TASK TO COMPLETE →
Of the entries below, copy only those lines that contain the word "Missing".

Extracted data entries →
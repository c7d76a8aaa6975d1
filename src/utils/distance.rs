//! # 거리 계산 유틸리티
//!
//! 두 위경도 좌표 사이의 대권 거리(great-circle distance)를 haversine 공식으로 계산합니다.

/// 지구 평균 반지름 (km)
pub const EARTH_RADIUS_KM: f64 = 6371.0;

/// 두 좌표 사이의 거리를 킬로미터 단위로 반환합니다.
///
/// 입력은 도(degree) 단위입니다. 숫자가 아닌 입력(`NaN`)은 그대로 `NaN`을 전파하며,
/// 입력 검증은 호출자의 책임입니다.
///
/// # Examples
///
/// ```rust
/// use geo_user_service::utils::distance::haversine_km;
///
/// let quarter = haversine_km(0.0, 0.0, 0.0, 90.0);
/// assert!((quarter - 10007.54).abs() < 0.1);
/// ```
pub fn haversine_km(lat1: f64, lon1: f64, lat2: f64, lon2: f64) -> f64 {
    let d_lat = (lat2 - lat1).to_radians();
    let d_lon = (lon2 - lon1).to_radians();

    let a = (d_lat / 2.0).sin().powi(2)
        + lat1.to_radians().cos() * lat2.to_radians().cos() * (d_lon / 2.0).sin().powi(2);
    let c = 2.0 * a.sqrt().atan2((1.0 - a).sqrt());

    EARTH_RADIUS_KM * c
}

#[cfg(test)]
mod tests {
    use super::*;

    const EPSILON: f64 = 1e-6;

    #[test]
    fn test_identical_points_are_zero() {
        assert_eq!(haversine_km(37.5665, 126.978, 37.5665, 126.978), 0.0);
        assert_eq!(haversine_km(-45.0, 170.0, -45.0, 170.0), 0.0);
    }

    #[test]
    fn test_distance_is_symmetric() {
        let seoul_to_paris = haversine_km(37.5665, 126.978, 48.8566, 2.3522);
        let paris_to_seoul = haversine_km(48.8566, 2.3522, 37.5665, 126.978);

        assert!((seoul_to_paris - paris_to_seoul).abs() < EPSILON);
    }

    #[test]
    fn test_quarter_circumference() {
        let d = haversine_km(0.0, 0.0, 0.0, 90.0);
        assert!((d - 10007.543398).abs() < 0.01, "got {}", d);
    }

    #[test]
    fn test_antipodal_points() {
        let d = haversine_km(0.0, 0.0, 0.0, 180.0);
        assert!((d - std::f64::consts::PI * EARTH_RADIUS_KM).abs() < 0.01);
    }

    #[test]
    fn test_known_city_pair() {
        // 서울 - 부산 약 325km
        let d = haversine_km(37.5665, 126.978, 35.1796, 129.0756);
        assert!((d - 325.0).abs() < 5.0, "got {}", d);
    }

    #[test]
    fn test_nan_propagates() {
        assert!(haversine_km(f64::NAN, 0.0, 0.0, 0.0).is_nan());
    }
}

---

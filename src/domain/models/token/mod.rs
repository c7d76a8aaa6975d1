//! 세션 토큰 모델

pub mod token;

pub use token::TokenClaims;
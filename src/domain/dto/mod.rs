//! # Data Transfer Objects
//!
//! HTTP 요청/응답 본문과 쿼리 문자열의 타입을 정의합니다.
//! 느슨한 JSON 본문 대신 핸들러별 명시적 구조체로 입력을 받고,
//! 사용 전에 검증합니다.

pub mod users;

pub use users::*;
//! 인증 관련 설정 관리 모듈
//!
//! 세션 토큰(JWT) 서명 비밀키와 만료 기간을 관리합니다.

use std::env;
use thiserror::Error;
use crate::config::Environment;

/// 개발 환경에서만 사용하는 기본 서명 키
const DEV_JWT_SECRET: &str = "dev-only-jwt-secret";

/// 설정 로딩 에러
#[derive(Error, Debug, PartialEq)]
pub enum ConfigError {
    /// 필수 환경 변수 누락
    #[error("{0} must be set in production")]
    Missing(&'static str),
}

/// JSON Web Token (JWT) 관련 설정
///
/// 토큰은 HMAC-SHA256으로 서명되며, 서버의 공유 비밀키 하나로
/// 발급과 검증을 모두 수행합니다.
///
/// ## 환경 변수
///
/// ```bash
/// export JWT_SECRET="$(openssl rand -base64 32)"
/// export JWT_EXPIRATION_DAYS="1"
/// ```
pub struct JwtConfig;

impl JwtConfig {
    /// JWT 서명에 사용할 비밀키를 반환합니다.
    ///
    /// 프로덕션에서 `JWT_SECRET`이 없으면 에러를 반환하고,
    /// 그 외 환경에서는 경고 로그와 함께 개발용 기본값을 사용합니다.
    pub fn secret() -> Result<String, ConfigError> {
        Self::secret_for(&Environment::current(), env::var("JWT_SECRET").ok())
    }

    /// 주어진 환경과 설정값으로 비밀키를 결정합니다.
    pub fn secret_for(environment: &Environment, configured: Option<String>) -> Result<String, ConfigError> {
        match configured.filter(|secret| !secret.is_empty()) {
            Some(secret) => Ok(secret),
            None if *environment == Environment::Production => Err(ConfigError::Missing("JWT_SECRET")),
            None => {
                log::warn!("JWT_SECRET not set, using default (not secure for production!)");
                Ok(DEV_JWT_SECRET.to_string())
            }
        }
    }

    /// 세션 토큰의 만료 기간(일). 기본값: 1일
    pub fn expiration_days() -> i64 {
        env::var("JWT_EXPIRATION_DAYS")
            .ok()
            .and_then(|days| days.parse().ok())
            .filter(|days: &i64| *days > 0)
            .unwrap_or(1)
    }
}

==

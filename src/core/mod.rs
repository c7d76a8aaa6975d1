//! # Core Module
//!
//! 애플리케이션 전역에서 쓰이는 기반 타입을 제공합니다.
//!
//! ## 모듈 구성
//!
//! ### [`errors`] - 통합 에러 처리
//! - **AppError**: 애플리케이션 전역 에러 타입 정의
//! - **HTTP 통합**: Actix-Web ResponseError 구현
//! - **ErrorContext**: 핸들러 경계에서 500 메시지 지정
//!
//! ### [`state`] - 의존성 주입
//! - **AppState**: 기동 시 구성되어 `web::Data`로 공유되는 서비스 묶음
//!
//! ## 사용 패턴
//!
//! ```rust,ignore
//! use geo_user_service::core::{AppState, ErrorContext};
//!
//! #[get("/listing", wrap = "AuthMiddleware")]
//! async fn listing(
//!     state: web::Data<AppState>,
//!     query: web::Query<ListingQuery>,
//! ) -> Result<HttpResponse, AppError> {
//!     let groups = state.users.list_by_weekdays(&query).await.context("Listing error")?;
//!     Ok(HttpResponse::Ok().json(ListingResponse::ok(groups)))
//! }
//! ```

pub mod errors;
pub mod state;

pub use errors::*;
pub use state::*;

FINISHED TASK →
    Missing(&'static str),
            None if *environment == Environment::Production => Err(ConfigError::Missing("JWT_SECRET")),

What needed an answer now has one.